For many the work went without a break; others managed to find a few minutes here and there. “We stop only the time it takes to oil the engine,” a stop of three to five minutes, said William McQuade, a plate-mill worker in 1893. “While they are oiling they eat, at least some of the boys, some of them; a great many of them in the mill do not carry anything to eat at all, because they haven’t got time to eat.
The demanding conditions sapped the life from workers. “You don’t notice any old men here,” said a Homestead laborer in 1894. “The long hours, the strain, and the sudden changes of temperature use a man up.” Sociologist John A. Fitch called it “old age at forty.”
For his trouble, the average worker in 1890 received about 10 dollars a week, just above the poverty line of 500 dollars a year. It took the wages of nearly 4,000 steelworkers to match the earnings of Andrew Carnegie.
PBS American Experience: The Lot Of A Steel Worker
To put this in perspective: a minimum wage worker in 2012 who worked 12 hour days, 7 days a week, would receive 40 hours straight pay, and 44 hours overtime. that’s 768.50/week, at 52 weeks/year, meaning he or she would be earning just under $40,000/year.
When folks complain that government has too much of a role in the economy, I take them at their word that many of the harms they associate with said involvement are real. But in terms of increasing the welfare of the poor, history seems to tell a cautionary tale about removing all economic intervention completely from the picture. Uncle Sam was not telling Andrew Carnegie what he had to pay his workers in 1890, or whether he a had a legal duty to let them unionize. Yet if you compare Carnegie’s steel workers to a person making minimum wage flipping burgers at McDonalds, it’s pretty clear who’s in better shape. And it’s not the guy working 12-hour days for America’s most famous steel Magnate under comparatively laissez-faire industrial policies.
With all this being said, there’s no question that potential problems can crop up with minimum wage laws. As fellow Tumblogger Jakke said back in October:
Minimum wage is NOT about forcing employers to pay more than worker productivity. This would just result in mass layoffs for people in low-productivity jobs, and banning layoffs would drive those employers out of business. For raising wage levels above marginal productivity, this isn’t the right approach. You’ll most likely need to look at government subsidies instead.
Personally, I’m on record for repealing the minimum wage and replacing it with a Basic Income Guarantee (also known as a “Guaranteed Minimum Income” or “Negative Income Tax”). However, the analysis doesn’t end there. Any number of circumstances will change the empirical impact of a minimum wage law. For example, there is evidence that minimum wages have helped drive industrialization in developing countries. So it is difficult to make sweeping declarations about when or under what circumstances a minimum wage becomes detrimental. The devil, as they say, is in the details.
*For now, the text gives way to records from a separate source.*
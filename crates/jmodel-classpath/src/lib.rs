//! Classpath entries and the on-disk roots behind them.
//!
//! An entry is a path plus a mode: source roots hold `.java` files decoded with the entry's
//! encoding, binary roots are class directories, jars or single class files. Each root can
//! produce a [`ClasspathFingerprint`] so callers re-read only what changed.

mod binary;
mod source;

use std::collections::hash_map::DefaultHasher;
use std::ffi::OsStr;
use std::fmt;
use std::hash::{Hash, Hasher};
use std::path::{Path, PathBuf};
use std::str::FromStr;
use std::time::{SystemTime, UNIX_EPOCH};

use serde::{Deserialize, Serialize};
use thiserror::Error;

pub use binary::BinaryRoot;
pub use source::{SourceFile, SourceRoot};

#[derive(Debug, Error)]
pub enum ClasspathError {
    #[error("classpath entry does not exist: {}", .0.display())]
    MissingEntry(PathBuf),
    #[error("io error: {0}")]
    Io(#[from] std::io::Error),
    #[error("zip error: {0}")]
    Zip(#[from] zip::result::ZipError),
    #[error("invalid class file {path}: {source}")]
    ClassFile {
        path: String,
        #[source]
        source: jmodel_classfile::Error,
    },
    #[error("{} is not valid {encoding}", .path.display())]
    Decode { path: PathBuf, encoding: SourceEncoding },
    #[error("unsupported source encoding `{0}`")]
    UnsupportedEncoding(String),
}

#[derive(Clone, Copy, Debug, PartialEq, Eq, Hash, Serialize, Deserialize)]
pub struct ClasspathFingerprint(u64);

impl ClasspathFingerprint {
    pub fn to_hex(self) -> String {
        format!("{:016x}", self.0)
    }
}

#[derive(Clone, Copy, Debug, PartialEq, Eq, Hash, Serialize, Deserialize)]
#[serde(rename_all = "lowercase")]
pub enum EntryMode {
    Source,
    Binary,
}

#[derive(Clone, Copy, Debug, Default, PartialEq, Eq, Hash, Serialize, Deserialize)]
#[serde(try_from = "String", into = "String")]
pub enum SourceEncoding {
    #[default]
    Utf8,
    Latin1,
    Ascii,
}

impl SourceEncoding {
    pub fn name(self) -> &'static str {
        match self {
            SourceEncoding::Utf8 => "UTF-8",
            SourceEncoding::Latin1 => "ISO-8859-1",
            SourceEncoding::Ascii => "US-ASCII",
        }
    }

    /// Decodes `bytes`; `None` when they are not valid in this encoding.
    pub fn decode(self, bytes: &[u8]) -> Option<String> {
        let bytes = match self {
            SourceEncoding::Utf8 => bytes.strip_prefix(b"\xEF\xBB\xBF").unwrap_or(bytes),
            _ => bytes,
        };
        match self {
            SourceEncoding::Utf8 => String::from_utf8(bytes.to_vec()).ok(),
            SourceEncoding::Latin1 => Some(bytes.iter().map(|&b| b as char).collect()),
            SourceEncoding::Ascii => bytes
                .is_ascii()
                .then(|| bytes.iter().map(|&b| b as char).collect()),
        }
    }
}

impl fmt::Display for SourceEncoding {
    fn fmt(&self, f: &mut fmt::Formatter<'_>) -> fmt::Result {
        f.write_str(self.name())
    }
}

impl FromStr for SourceEncoding {
    type Err = ClasspathError;

    fn from_str(s: &str) -> Result<Self, Self::Err> {
        let normalized = s.trim().to_ascii_lowercase().replace('_', "-");
        match normalized.as_str() {
            "utf-8" | "utf8" => Ok(SourceEncoding::Utf8),
            "iso-8859-1" | "latin1" | "latin-1" => Ok(SourceEncoding::Latin1),
            "us-ascii" | "ascii" => Ok(SourceEncoding::Ascii),
            _ => Err(ClasspathError::UnsupportedEncoding(s.to_string())),
        }
    }
}

impl TryFrom<String> for SourceEncoding {
    type Error = ClasspathError;

    fn try_from(value: String) -> Result<Self, Self::Error> {
        value.parse()
    }
}

impl From<SourceEncoding> for String {
    fn from(value: SourceEncoding) -> Self {
        value.name().to_string()
    }
}

/// One classpath entry: `(path, mode, encoding)`.
#[derive(Clone, Debug, PartialEq, Eq, Hash, Serialize, Deserialize)]
pub struct ClasspathEntry {
    pub path: PathBuf,
    pub mode: EntryMode,
    #[serde(default)]
    pub encoding: SourceEncoding,
}

impl ClasspathEntry {
    pub fn source(path: impl Into<PathBuf>) -> Self {
        Self {
            path: path.into(),
            mode: EntryMode::Source,
            encoding: SourceEncoding::Utf8,
        }
    }

    pub fn binary(path: impl Into<PathBuf>) -> Self {
        Self {
            path: path.into(),
            mode: EntryMode::Binary,
            encoding: SourceEncoding::Utf8,
        }
    }

    pub fn with_encoding(mut self, encoding: SourceEncoding) -> Self {
        self.encoding = encoding;
        self
    }

    pub fn is_source(&self) -> bool {
        self.mode == EntryMode::Source
    }

    pub fn normalize(&self) -> std::io::Result<Self> {
        Ok(Self {
            path: canonicalize_if_possible(&self.path)?,
            ..self.clone()
        })
    }

    /// Fails with [`ClasspathError::MissingEntry`] when the path does not exist.
    pub fn check_exists(&self) -> Result<(), ClasspathError> {
        if self.path.exists() {
            Ok(())
        } else {
            Err(ClasspathError::MissingEntry(self.path.clone()))
        }
    }

    pub fn fingerprint(&self) -> std::io::Result<ClasspathFingerprint> {
        if self.path.is_dir() {
            let extension = match self.mode {
                EntryMode::Source => "java",
                EntryMode::Binary => "class",
            };
            fingerprint_dir(&self.path, extension)
        } else {
            fingerprint_file(&self.path)
        }
    }
}

impl fmt::Display for ClasspathEntry {
    fn fmt(&self, f: &mut fmt::Formatter<'_>) -> fmt::Result {
        let mode = match self.mode {
            EntryMode::Source => "source",
            EntryMode::Binary => "binary",
        };
        write!(f, "{} ({mode})", self.path.display())
    }
}

fn canonicalize_if_possible(path: &Path) -> std::io::Result<PathBuf> {
    match std::fs::canonicalize(path) {
        Ok(p) => Ok(p),
        Err(e) if e.kind() == std::io::ErrorKind::NotFound => Ok(path.to_path_buf()),
        Err(e) => Err(e),
    }
}

fn fingerprint_file(path: &Path) -> std::io::Result<ClasspathFingerprint> {
    let meta = std::fs::metadata(path)?;
    let mut hasher = DefaultHasher::new();
    path.to_string_lossy().hash(&mut hasher);
    meta.len().hash(&mut hasher);
    hash_mtime(&mut hasher, &meta.modified()?);
    Ok(ClasspathFingerprint(hasher.finish()))
}

fn fingerprint_dir(dir: &Path, extension: &str) -> std::io::Result<ClasspathFingerprint> {
    let files = walk_files(dir, extension);

    let mut hasher = DefaultHasher::new();
    dir.to_string_lossy().hash(&mut hasher);
    for file in files {
        let rel = file.strip_prefix(dir).unwrap_or(&file);
        let meta = std::fs::metadata(&file)?;
        rel.to_string_lossy().hash(&mut hasher);
        meta.len().hash(&mut hasher);
        hash_mtime(&mut hasher, &meta.modified()?);
    }
    Ok(ClasspathFingerprint(hasher.finish()))
}

fn hash_mtime(hasher: &mut DefaultHasher, time: &SystemTime) {
    let duration = time
        .duration_since(UNIX_EPOCH)
        .unwrap_or_else(|_| std::time::Duration::from_secs(0));
    duration.as_secs().hash(hasher);
    duration.subsec_nanos().hash(hasher);
}

/// Files under `dir` with the given extension, sorted.
pub(crate) fn walk_files(dir: &Path, extension: &str) -> Vec<PathBuf> {
    let mut files: Vec<PathBuf> = walkdir::WalkDir::new(dir)
        .follow_links(false)
        .into_iter()
        .filter_map(Result::ok)
        .filter(|entry| entry.file_type().is_file())
        .filter(|entry| entry.path().extension() == Some(OsStr::new(extension)))
        .map(walkdir::DirEntry::into_path)
        .collect();
    files.sort();
    files
}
Yet what seems clear is that not a single modern thriving 1st-world economy has failed to introduce some sort of regulated wage floor, or alternatively, an organized system of collective bargaining, like that which exists in many European countries. Indeed, institutional trade unionism has helped countries like Germany increase the wages of unskilled workers without stymieing economic growth. Many countries have gotten by just fine without minimum wage laws by making Unions an indispensable player in labor relations. I see no issue with this approach, but I don’t see it taking hold in America anytime soon.
As in all things, there is a line to be crossed when regulating economic activity. many of the choices we face in economic policy are not simply a matter of “best” or “worst,” but rather, take the form of trade-offs. The challenge of policy is to discover a way in which to make that trade-off inherent in any regulatory proscription worth the effort. I know there are people who think that any attempt to do so is a waste of time. But Carnegie’s beleaguered steel workers prevent me from seeing the wisdom of that proposition.